While 47.2% of physicians in hospital-owned practices said they had been acquired prior to 2015, only 17.1% of physicians in private equity-owned practices said the same.

Practice size and structure vary significantly by ownership model. Nearly half of physicians in private practice work in offices with fewer than five physicians (49.2%), compared to just 16.1% in hospital-owned practices and 12.9% in those owned by private equity.

In contrast, nearly one-third of physicians in hospital-owned (31.3%) and private equity-owned (32.6%) practices work in groups of 50 or more, while only 11.8% of private practice physicians do.

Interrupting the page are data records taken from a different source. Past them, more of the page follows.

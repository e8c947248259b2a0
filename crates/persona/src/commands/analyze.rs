use crate::cli::AnalyzeArgs;
use crate::pipeline::analyze_user;
use anyhow::Context;
use chrono::Utc;
use persona_analysis::render_report;
use persona_core::artifact::{default_file_name, save_persona};
use persona_core::{
    AnalysisError, Config, Persona, ProgressSink, SilentProgress, Stage, TracingProgress,
};
use persona_fetch::{extract_username, RedditClient};
use persona_infer::GroqClient;
use tracing::info;

pub fn run(args: AnalyzeArgs) -> anyhow::Result<()> {
    let target = args
        .target
        .as_deref()
        .context("a Reddit username or profile URL is required")?;
    let username = extract_username(target)?;
    let config = Config::load()?;

    let progress: &dyn ProgressSink = if args.quiet {
        &SilentProgress
    } else {
        &TracingProgress
    };

    let runtime = tokio::runtime::Builder::new_current_thread()
        .enable_all()
        .build()?;
    let persona = runtime.block_on(async {
        tokio::select! {
            result = analyze_live(&config, &username, args.limit as usize, progress) => result,
            _ = tokio::signal::ctrl_c() => Err(anyhow::anyhow!("analysis interrupted by user")),
        }
    })?;

    progress.stage(Stage::Render);
    println!("{}", "=".repeat(80));
    println!("PERSONA ANALYSIS REPORT");
    println!("{}", "=".repeat(80));
    println!("{}", render_report(&persona, Utc::now()));

    if !args.report_only {
        let path = args
            .output
            .unwrap_or_else(|| default_file_name(&persona.username, persona.analysis_date));
        save_persona(&persona, &path)?;
        info!(path = %path.display(), "persona data saved");
    }

    Ok(())
}

async fn analyze_live(
    config: &Config,
    username: &str,
    limit: usize,
    progress: &dyn ProgressSink,
) -> anyhow::Result<Persona> {
    let source = RedditClient::connect(&config.reddit)
        .await
        .map_err(|e| AnalysisError::Source(e.to_string()))?;
    let backend = GroqClient::new(&config.inference)?;

    Ok(analyze_user(&source, &backend, username, limit, progress).await?)
}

For the MPL insurance industry, the shrinking share of private practice physicians presents a significant challenge. Independent practitioners are the primary purchasers of MPL coverage, securing their own policies through insurance agents or directly from insurers.

In contrast, physicians employed by hospitals or corporate entities are typically covered by self-insurance vehicles or captive insurance arrangements managed by their employers.

As more physicians move into employment-based models, traditional MPL carriers face a shrinking customer base and growing pressure to diversify their product offerings or adapt their underwriting strategies to serve large institutional buyers rather than individual providers.